Kamis, 25 Oktober 2018
Kotaagung, 25 Oktober 2018. “Jika manusia lebih penting dan tinggi kedudukannya, lalu mengapa kita meributkan kematian seekor Gajah atau Harimau Sumatera yang dibunuh oleh manusia? Mengapa kita perlu repot-repot melakukan upaya konservasi keanekaragaman hayati?”, pernyataan Emil Salim ini dikutip oleh Dirjen KSDAE Ir. Wiratno, M.Sc, disampaikan melalui pemaparannya pada acara Rakornis Bidang KSDAE Tahun 2018 tanggal 17 Oktober 2018 di Jakarta.
Pernyataan Emil Salim yang dikutip oleh Dirjen KSDAE sangat relevan dengan situasi dan kondisi yang dialami oleh Balai Besar TNBBS saat ini. Kunjungan Direktur KKH ke Balai Besar TNBBS tanggal 3 Oktober 2018 dalam upaya mencari solusi konflik Gajah dan Manusia di KPHL Kotaagung Utara yang berbatasan langsung dengan kawasan TNBBS, merupakan upaya konservasi keanekaragaman hayati.
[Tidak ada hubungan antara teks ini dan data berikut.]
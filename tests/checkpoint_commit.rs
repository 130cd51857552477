//! Integration tests for checkpoint-synchronized cursor commits
//!
//! Tests the full flow: reader events → coordinator → file-backed cursors

use checkpoint_cursor::commit::{FileCommitter, MemoryCommitter};
use checkpoint_cursor::config::load_config_from_str;
use checkpoint_cursor::replay::{load_script_from_str, replay};
use checkpoint_cursor::{
    CheckpointCursorCoordinator, Error, Offset, PartitionId, PartitionPosition, PartitionSplit,
    SourceReader,
};
use std::sync::Arc;
use tempfile::tempdir;

const SUBSCRIPTION: &str = "projects/demo/locations/us-central1-a/subscriptions/orders";

fn id(partition: u64) -> PartitionId {
    PartitionId::of(SUBSCRIPTION, partition)
}

// ============================================================================
// File-Backed Flow
// ============================================================================

#[tokio::test]
async fn test_cursor_file_reflects_completed_checkpoints_only() {
    let dir = tempdir().unwrap();
    let path = dir.path().join("cursors.json");
    let committer = FileCommitter::open(&path).unwrap();

    let mut reader = SourceReader::new(CheckpointCursorCoordinator::new(committer.clone()));
    reader.add_splits(vec![
        PartitionSplit::new(SUBSCRIPTION, 0, 0),
        PartitionSplit::new(SUBSCRIPTION, 1, 0),
    ]);

    reader.record_emitted(&id(0), Offset::new(49)).unwrap();
    reader.record_emitted(&id(1), Offset::new(9)).unwrap();
    reader.snapshot_state(1).await.unwrap();

    reader.record_emitted(&id(0), Offset::new(99)).unwrap();
    reader.snapshot_state(2).await.unwrap();

    // Checkpoint 1 durable; checkpoint 2 still in flight
    reader.notify_checkpoint_complete(1).await.unwrap();
    let file = FileCommitter::read(&path).unwrap();
    assert_eq!(file.offset(&id(0)), Some(Offset::new(50)));
    assert_eq!(file.offset(&id(1)), Some(Offset::new(10)));

    // Unclean shutdown: checkpoint 2 is never committed
    reader.close().await;
    let file = FileCommitter::read(&path).unwrap();
    assert_eq!(file.offset(&id(0)), Some(Offset::new(50)));

    // Restart resumes from the committed prefix
    let restarted = FileCommitter::open(&path).unwrap();
    assert_eq!(restarted.committed_offset(&id(0)).await, Some(Offset::new(50)));
}

#[tokio::test]
async fn test_replay_from_config_to_cursor_file() {
    let dir = tempdir().unwrap();
    let path = dir.path().join("cursors.json");
    let config = load_config_from_str(&format!(
        "committer:\n  type: file\n  path: {}\nsubscription: {SUBSCRIPTION}\n",
        path.display()
    ))
    .unwrap();

    let script = load_script_from_str(
        r"
events:
  - add_splits: [{ partition: 0 }, { partition: 1 }, { partition: 2 }]
  - emit: { partition: 2, offset: 4 }
  - finish: [{ partition: 2 }]
  - emit: { partition: 0, offset: 100 }
  - checkpoint: 3
  - emit: { partition: 0, offset: 150 }
  - checkpoint: 5
  - complete: 5
",
    )
    .unwrap();

    let committer = config.committer.build().unwrap();
    let mut reader = SourceReader::new(CheckpointCursorCoordinator::with_shared(committer));
    let report = replay(&mut reader, &script, &config.subscription, true)
        .await
        .unwrap();

    assert_eq!(report.completions.len(), 1);
    assert_eq!(report.completions[0].checkpoints, vec![3, 5]);

    let file = FileCommitter::read(&path).unwrap();
    assert_eq!(file.offset(&id(0)), Some(Offset::new(151)));
    assert_eq!(file.offset(&id(1)), Some(Offset::new(0)));
    assert_eq!(file.offset(&id(2)), Some(Offset::new(5)));
}

// ============================================================================
// Protocol Properties
// ============================================================================

#[tokio::test]
async fn test_union_of_pending_checkpoints_is_committed_once() {
    let committer = MemoryCommitter::new();
    let coordinator = CheckpointCursorCoordinator::new(committer.clone());

    for checkpoint_id in 1..=10u64 {
        let positions = (0..4)
            .map(|p| PartitionPosition::new(format!("p{p}"), (checkpoint_id * 10 + p) as i64))
            .collect();
        coordinator
            .add_checkpoint(checkpoint_id, positions)
            .await
            .unwrap();
    }

    coordinator.notify_checkpoint_complete(6).await.unwrap();
    coordinator.notify_checkpoint_complete(6).await.unwrap();

    let commits = committer.commits().await;
    assert_eq!(commits.len(), 4);
    for (p, commit) in commits.iter().enumerate() {
        assert_eq!(commit.offset, Offset::new(60 + p as i64));
    }
    assert_eq!(
        coordinator.pending_checkpoints().await,
        vec![7, 8, 9, 10]
    );
}

#[tokio::test]
async fn test_shared_committer_across_coordinators() {
    let committer = Arc::new(MemoryCommitter::new());
    let first = CheckpointCursorCoordinator::with_shared(committer.clone());
    let second = CheckpointCursorCoordinator::with_shared(committer.clone());

    first
        .add_checkpoint(1, vec![PartitionPosition::new("a", 1)])
        .await
        .unwrap();
    second
        .add_checkpoint(1, vec![PartitionPosition::new("b", 2)])
        .await
        .unwrap();

    first.notify_checkpoint_complete(1).await.unwrap();
    second.notify_checkpoint_complete(1).await.unwrap();

    assert_eq!(committer.commits().await.len(), 2);
}

#[tokio::test]
async fn test_closed_reader_rejects_snapshots() {
    let mut reader = SourceReader::new(CheckpointCursorCoordinator::new(MemoryCommitter::new()));
    reader.close().await;

    let err = reader.snapshot_state(1).await.unwrap_err();
    assert!(matches!(err, Error::CoordinatorClosed));
}
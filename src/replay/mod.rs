//! Event replay module
//!
//! Drives a `SourceReader` and its coordinator through a recorded script of
//! reader events. Used by the CLI to dry-run commit behavior and to check
//! that a caller honors the checkpoint contract.
//!
//! # Script format
//!
//! ```yaml
//! subscription: projects/demo/locations/us-central1-a/subscriptions/orders
//! events:
//!   - add_splits:
//!       - { partition: 0 }
//!       - { partition: 1, start: 100 }
//!   - emit: { partition: 0, offset: 9 }
//!   - checkpoint: 1
//!   - finish: [{ partition: 1 }]
//!   - complete: 1
//! ```

mod runner;
mod script;
mod validate;

pub use runner::{replay, ReplayReport};
pub use script::{load_script, load_script_from_str, EmitEvent, ReplayEvent, ReplayScript, SplitRef, SplitSpec};
pub use validate::{validate_script, Violation};
// Allow common clippy pedantic lints that aren't critical for this codebase
#![allow(clippy::cast_possible_truncation)]
#![allow(clippy::cast_sign_loss)]
#![allow(clippy::cast_lossless)]
#![allow(clippy::must_use_candidate)]
#![allow(clippy::items_after_statements)]
#![allow(clippy::unnecessary_wraps)]
#![allow(clippy::needless_pass_by_value)]
#![allow(clippy::unused_async)]

//! # checkpoint-cursor
//!
//! Checkpoint-synchronized cursor commits for partitioned streaming sources.
//!
//! A partition's read cursor is acknowledged upstream only after the pipeline
//! confirms that the checkpoint which captured it is durable. Committing
//! earlier would skip records on restart; never committing would leave an
//! unbounded backlog upstream.
//!
//! ## Features
//!
//! - **Deferred Commits**: Snapshots are held per checkpoint id until completion
//! - **Coalesced Completions**: One notice commits every checkpoint at or below it
//! - **Highest Offset Wins**: Only the newest cursor per partition is committed
//! - **Finished Partitions**: Terminal cursors ride along with the next completion
//! - **Pluggable Committers**: Log, in-memory, or JSON cursor file
//!
//! ## Quick Start
//!
//! ```rust,ignore
//! use checkpoint_cursor::{CheckpointCursorCoordinator, LogCommitter, PartitionPosition, Result};
//!
//! #[tokio::main]
//! async fn main() -> Result<()> {
//!     let coordinator = CheckpointCursorCoordinator::new(LogCommitter::new());
//!
//!     // Checkpoint 1 snapshot taken
//!     coordinator
//!         .add_checkpoint(1, vec![PartitionPosition::new("orders/0", 10)])
//!         .await?;
//!
//!     // Partition 1 drained for good
//!     coordinator
//!         .notify_split_finished(vec![PartitionPosition::new("orders/1", 99)])
//!         .await?;
//!
//!     // Pipeline persisted checkpoint 1: commits orders/0@10 and orders/1@99
//!     coordinator.notify_checkpoint_complete(1).await?;
//!     Ok(())
//! }
//! ```
//!
//! ## Architecture
//!
//! ```text
//! ┌──────────────────────────────────────────────────────────────┐
//! │                        SourceReader                          │
//! │  snapshot_state()   notify_checkpoint_complete()   finish()  │
//! └──────────────────────────────┬───────────────────────────────┘
//!                                │
//! ┌──────────────────────────────┴───────────────────────────────┐
//! │                 CheckpointCursorCoordinator                  │
//! │     checkpoint registry  ·  pending finished  ·  merge       │
//! └──────────────────────────────┬───────────────────────────────┘
//!                                │
//!              ┌─────────────────┼─────────────────┐
//!              │                 │                 │
//!         LogCommitter    MemoryCommitter    FileCommitter
//! ```

#![warn(clippy::all)]
#![warn(clippy::pedantic)]
#![allow(clippy::module_name_repetitions)]
#![allow(clippy::missing_errors_doc)]
#![allow(clippy::missing_panics_doc)]
#![allow(clippy::doc_markdown)]

// ============================================================================
// Module declarations
// ============================================================================

/// Error types
pub mod error;

/// Common types and identifiers
pub mod types;

/// Partition positions and the ordering rule
pub mod position;

/// Upstream cursor committers
pub mod commit;

/// Checkpoint cursor coordination
pub mod coordinator;

/// Checkpoint-aware source reader
pub mod reader;

/// Configuration loading
pub mod config;

/// Event script replay
pub mod replay;

/// Command-line interface
pub mod cli;

// ============================================================================
// Re-exports
// ============================================================================

pub use error::{Error, Result};
pub use types::*;

// Re-export commonly used types
pub use commit::{FileCommitter, LogCommitter, MemoryCommitter, PartitionCommitter};
pub use coordinator::{CheckpointCursorCoordinator, CommitReport, CoordinatorStats};
pub use position::{PartitionPosition, PositionSet};
pub use reader::{PartitionSplit, SourceReader};
//! Position types

use crate::types::{Offset, PartitionId};
use serde::{Deserialize, Serialize};
use std::fmt;

/// Read progress of a single partition at a point in time
#[derive(Debug, Clone, PartialEq, Eq, Hash, Serialize, Deserialize)]
pub struct PartitionPosition {
    /// Partition identifier
    pub partition: PartitionId,
    /// Offset of the next record to read
    pub offset: Offset,
}

impl PartitionPosition {
    /// Create a new position
    pub fn new(partition: impl Into<PartitionId>, offset: impl Into<Offset>) -> Self {
        Self {
            partition: partition.into(),
            offset: offset.into(),
        }
    }
}

impl fmt::Display for PartitionPosition {
    fn fmt(&self, f: &mut fmt::Formatter<'_>) -> fmt::Result {
        write!(f, "{}@{}", self.partition, self.offset)
    }
}
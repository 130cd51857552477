//! Checkpoint cursor coordinator implementation

use super::registry::CheckpointRegistry;
use super::types::{CommitReport, CoordinatorStats};
use crate::commit::PartitionCommitter;
use crate::error::{CommitFailure, Error, Result};
use crate::position::{PartitionPosition, PositionSet};
use crate::types::{CheckpointId, Offset, PartitionId};
use std::collections::BTreeSet;
use std::fmt;
use std::sync::Arc;
use tokio::sync::Mutex;
use tracing::{debug, info, warn};

#[derive(Debug, Default)]
struct CoordinatorState {
    /// Snapshots of checkpoints not yet completed
    registry: CheckpointRegistry,
    /// Terminal positions of finished partitions, plus failed commits carried forward
    pending: PositionSet,
    /// Highest offset successfully committed per partition
    committed: PositionSet,
    /// Finished partitions whose committed entry is still held
    retired: BTreeSet<PartitionId>,
    /// Highest checkpoint id named in a completion notice
    last_completed: Option<CheckpointId>,
    stats: CoordinatorStats,
    closed: bool,
}

impl CoordinatorState {
    fn ensure_open(&self) -> Result<()> {
        if self.closed {
            return Err(Error::CoordinatorClosed);
        }
        Ok(())
    }

    fn already_committed(&self, position: &PartitionPosition) -> bool {
        self.committed
            .get(&position.partition)
            .is_some_and(|done| position.offset <= done)
    }

    /// Forget committed offsets of finished partitions nothing can commit again
    ///
    /// A retired partition stays tracked while a pending position or a
    /// registered snapshot still names it.
    fn evict_retired(&mut self) -> usize {
        let Self {
            registry,
            pending,
            committed,
            retired,
            ..
        } = self;

        let before = retired.len();
        retired.retain(|partition| {
            let settled = pending.get(partition).is_none() && !registry.references(partition);
            if settled {
                committed.remove(partition);
            }
            !settled
        });
        before - retired.len()
    }
}

/// Commits partition cursors once the checkpoint that captured them completes
///
/// Clones share the same state and committer.
pub struct CheckpointCursorCoordinator {
    committer: Arc<dyn PartitionCommitter>,
    state: Arc<Mutex<CoordinatorState>>,
}

impl CheckpointCursorCoordinator {
    /// Create a coordinator that commits through `committer`
    pub fn new<C>(committer: C) -> Self
    where
        C: PartitionCommitter + 'static,
    {
        Self::with_shared(Arc::new(committer))
    }

    /// Create a coordinator from an already shared committer
    pub fn with_shared(committer: Arc<dyn PartitionCommitter>) -> Self {
        Self {
            committer,
            state: Arc::new(Mutex::new(CoordinatorState::default())),
        }
    }

    /// Register the position snapshot taken for `checkpoint_id`
    ///
    /// Nothing is committed until the checkpoint completes.
    pub async fn add_checkpoint(
        &self,
        checkpoint_id: CheckpointId,
        positions: Vec<PartitionPosition>,
    ) -> Result<()> {
        let mut state = self.state.lock().await;
        state.ensure_open()?;

        if state.last_completed.is_some_and(|last| checkpoint_id <= last) {
            warn!(
                checkpoint_id,
                last_completed = ?state.last_completed,
                "Checkpoint registered at or below an already completed id"
            );
        }

        let count = positions.len();
        state.registry.register(checkpoint_id, positions)?;
        state.stats.add_registered();

        debug!(checkpoint_id, partitions = count, "Registered checkpoint snapshot");
        Ok(())
    }

    /// Commit every snapshot with id ≤ `checkpoint_id` plus pending finished positions
    ///
    /// Only the highest offset per partition is committed. A notice with nothing
    /// pending is a no-op. If any commit fails, the remaining partitions are still
    /// attempted, successful ones stay committed, failed positions are kept pending
    /// for the next completion and [`Error::CommitFailed`] is returned.
    pub async fn notify_checkpoint_complete(
        &self,
        checkpoint_id: CheckpointId,
    ) -> Result<CommitReport> {
        let mut state = self.state.lock().await;
        state.ensure_open()?;

        state.last_completed = Some(
            state
                .last_completed
                .map_or(checkpoint_id, |last| last.max(checkpoint_id)),
        );

        let snapshots = state.registry.drain_through(checkpoint_id);
        let mut report = CommitReport::new(checkpoint_id);

        if snapshots.is_empty() && state.pending.is_empty() {
            debug!(checkpoint_id, "No pending cursors for completed checkpoint");
            return Ok(report);
        }

        let mut batch = state.pending.take();
        report.checkpoints = snapshots.keys().copied().collect();
        for positions in snapshots.into_values() {
            report.superseded += batch.extend(positions);
        }
        let completed = report.checkpoints.len();
        state.stats.add_completed(completed);
        state.stats.add_superseded(report.superseded);

        let mut failures = Vec::new();
        for position in batch {
            if state.already_committed(&position) {
                report.skipped += 1;
                continue;
            }

            match self
                .committer
                .commit(&position.partition, position.offset)
                .await
            {
                Ok(()) => {
                    state.committed.insert(position.clone());
                    state.stats.add_commit();
                    report.committed.push(position);
                }
                Err(e) => {
                    warn!(
                        checkpoint_id,
                        partition = %position.partition,
                        offset = %position.offset,
                        committer = self.committer.name(),
                        error = %e,
                        "Cursor commit failed"
                    );
                    state.stats.add_failure();
                    failures.push(CommitFailure {
                        partition: position.partition,
                        offset: position.offset,
                        message: e.to_string(),
                    });
                }
            }
        }

        for failure in &failures {
            state.pending.insert(PartitionPosition::new(
                failure.partition.clone(),
                failure.offset,
            ));
        }

        let evicted = state.evict_retired();
        if evicted > 0 {
            debug!(checkpoint_id, partitions = evicted, "Evicted finished partitions");
        }

        info!(
            checkpoint_id,
            checkpoints = completed,
            committed = report.committed.len(),
            superseded = report.superseded,
            failed = failures.len(),
            "Committed cursors for completed checkpoint"
        );

        if failures.is_empty() {
            Ok(report)
        } else {
            Err(Error::CommitFailed {
                checkpoint_id,
                failures,
            })
        }
    }

    /// Record terminal positions of partitions that will not appear in later snapshots
    ///
    /// They are committed with the next checkpoint completion.
    pub async fn notify_split_finished<I>(&self, positions: I) -> Result<()>
    where
        I: IntoIterator<Item = PartitionPosition>,
    {
        let mut state = self.state.lock().await;
        state.ensure_open()?;

        for position in positions {
            debug!(
                partition = %position.partition,
                offset = %position.offset,
                "Recorded finished partition"
            );
            state.stats.add_finished();
            state.retired.insert(position.partition.clone());
            if state.pending.insert(position).superseded() {
                state.stats.add_superseded(1);
            }
        }
        Ok(())
    }

    /// Tear down, leaving still-registered checkpoints uncommitted
    ///
    /// Every later operation fails with [`Error::CoordinatorClosed`].
    pub async fn close(&self) {
        let mut state = self.state.lock().await;
        if state.closed {
            return;
        }

        let discarded = state.registry.clear();
        let dropped = state.pending.take().len();
        state.retired.clear();
        state.stats.add_discarded(discarded);
        state.closed = true;

        if discarded > 0 || dropped > 0 {
            warn!(
                checkpoints = discarded,
                finished = dropped,
                "Closing coordinator with uncommitted cursors"
            );
        } else {
            debug!("Closed coordinator");
        }
    }

    /// Checkpoint ids still awaiting completion, ascending
    pub async fn pending_checkpoints(&self) -> Vec<CheckpointId> {
        self.state.lock().await.registry.ids()
    }

    /// Positions waiting for the next completion, in partition order
    pub async fn pending_finished(&self) -> Vec<PartitionPosition> {
        self.state.lock().await.pending.to_vec()
    }

    /// Highest offset committed for a partition
    ///
    /// Returns `None` once a finished partition's terminal position has been
    /// committed and no registered snapshot still holds it.
    pub async fn committed_offset(&self, partition: &PartitionId) -> Option<Offset> {
        self.state.lock().await.committed.get(partition)
    }

    /// Highest checkpoint id named in a completion notice
    pub async fn last_completed(&self) -> Option<CheckpointId> {
        self.state.lock().await.last_completed
    }

    /// Snapshot of the coordinator counters
    pub async fn stats(&self) -> CoordinatorStats {
        self.state.lock().await.stats.clone()
    }

    /// Whether [`Self::close`] has been called
    pub async fn is_closed(&self) -> bool {
        self.state.lock().await.closed
    }
}

impl Clone for CheckpointCursorCoordinator {
    fn clone(&self) -> Self {
        Self {
            committer: Arc::clone(&self.committer),
            state: Arc::clone(&self.state),
        }
    }
}

impl fmt::Debug for CheckpointCursorCoordinator {
    fn fmt(&self, f: &mut fmt::Formatter<'_>) -> fmt::Result {
        f.debug_struct("CheckpointCursorCoordinator")
            .field("committer", &self.committer.name())
            .finish_non_exhaustive()
    }
}
//! Contract checks for replay scripts

use super::script::{ReplayEvent, ReplayScript};
use crate::types::{CheckpointId, PartitionId};
use serde::Serialize;
use std::collections::HashSet;
use std::fmt;

/// A caller contract violation found in a script
#[derive(Debug, Clone, PartialEq, Eq, Serialize)]
pub struct Violation {
    /// Index of the offending event
    pub index: usize,
    /// What is wrong
    pub message: String,
}

impl fmt::Display for Violation {
    fn fmt(&self, f: &mut fmt::Formatter<'_>) -> fmt::Result {
        write!(f, "event {}: {}", self.index, self.message)
    }
}

/// Check a script against the reader's calling contract
///
/// Checkpoint ids must strictly increase, completions must name an id at or
/// below a registered one, emits and finishes must reference assigned splits,
/// and every partition may finish at most once.
pub fn validate_script(script: &ReplayScript, default_subscription: &str) -> Vec<Violation> {
    let subscription = script.subscription_or(default_subscription);
    let mut violations = Vec::new();
    let mut last_checkpoint: Option<CheckpointId> = None;
    let mut assigned: HashSet<PartitionId> = HashSet::new();
    let mut finished: HashSet<PartitionId> = HashSet::new();

    let mut flag = |index: usize, message: String| violations.push(Violation { index, message });

    for (index, event) in script.events.iter().enumerate() {
        match event {
            ReplayEvent::AddSplits(specs) => {
                for spec in specs {
                    let id = spec.to_split(subscription).id();
                    if finished.contains(&id) {
                        flag(index, format!("split '{id}' reassigned after it finished"));
                    }
                    assigned.insert(id);
                }
            }
            ReplayEvent::Emit(emit) => {
                let id = emit.partition_id(subscription);
                if !assigned.contains(&id) {
                    flag(index, format!("emit on unassigned split '{id}'"));
                }
            }
            ReplayEvent::Checkpoint(checkpoint_id) => {
                if let Some(last) = last_checkpoint {
                    if *checkpoint_id <= last {
                        flag(
                            index,
                            format!("checkpoint {checkpoint_id} does not increase past {last}"),
                        );
                    }
                }
                last_checkpoint = Some(last_checkpoint.map_or(*checkpoint_id, |l| l.max(*checkpoint_id)));
            }
            ReplayEvent::Complete(checkpoint_id) => {
                if last_checkpoint.map_or(true, |last| *checkpoint_id > last) {
                    flag(
                        index,
                        format!("completion of {checkpoint_id} precedes its snapshot"),
                    );
                }
            }
            ReplayEvent::Finish(partitions) => {
                for split in partitions {
                    let id = split.partition_id(subscription);
                    if !finished.insert(id.clone()) {
                        flag(index, format!("split '{id}' finished more than once"));
                    } else if !assigned.remove(&id) {
                        flag(index, format!("finish of unassigned split '{id}'"));
                    }
                }
            }
        }
    }

    violations
}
Konflik Gajah dan Manusia apabila tidak ditanggulangi secara cepat dan efektif, dapat menimbulkan korban dari pihak manusia maupun dari Gajah Sumatera sendiri. “Konflik Gajah dan Manusia ini telah menyebabkan 2 orang meninggal dunia, yaitu pada Bulan Juli dan Bulan Agustus lalu. Apabila tidak segera dilakukan upaya mitigasi, dikhawatirkan akan mengancam keberadaan kelompok gajah ini”, ujar Kepala BPTN II Liwa Amri, S.H.,M.Hum.
Kepala Balai Besar TNBBS Ir. Agus Wahyudiyono di Kantor Balai Besar TNBBS Kotaagung pada hari ini tanggal 25 Oktober 2018, menyampaikan telah dilakukan pertemuan pembahasan penanganan konflik gajah dan manusia di sela-sela Rakornis KSDAE 2018. “Pertemuan yang dilakukan tanggal 17 Oktober kemarin, dihadiri oleh: Bapak Dirjen KSDAE; Direktur KKH; Kepala BPTN II Liwa; Kepala SKW III Balai KSDA Bengkulu dan Pak Nazar yang mewakili Forum Mahout. Keputusan penting pada pertemuan ini menetapkan akan dilakukan upaya penanggulangan konflik atau mitigasi serta membentuk Tim Penggiringan dan Tim Back Up. Melalui kegiatan penjagaan dan penggiringan oleh Tim Penggiringan yang beranggotakan 15 orang, yang berasal dari ERU TNWK, Balai Besar TNBBS, BKSDA Bengkulu dan KPHL Kotaagung Utara, bertugas untuk mengarahkan Kelompok Gajah kembali ke kawasan TNBBS, dan Tim Back Up melakukan sosialisasi agar masyarakat tenang dalam menghadapi konflik tersebut. Selain itu, akan dilakukan kegiatan pelatihan peningkatan kapasitas masyarakat dan pendidikan Mahout”, papar Agus.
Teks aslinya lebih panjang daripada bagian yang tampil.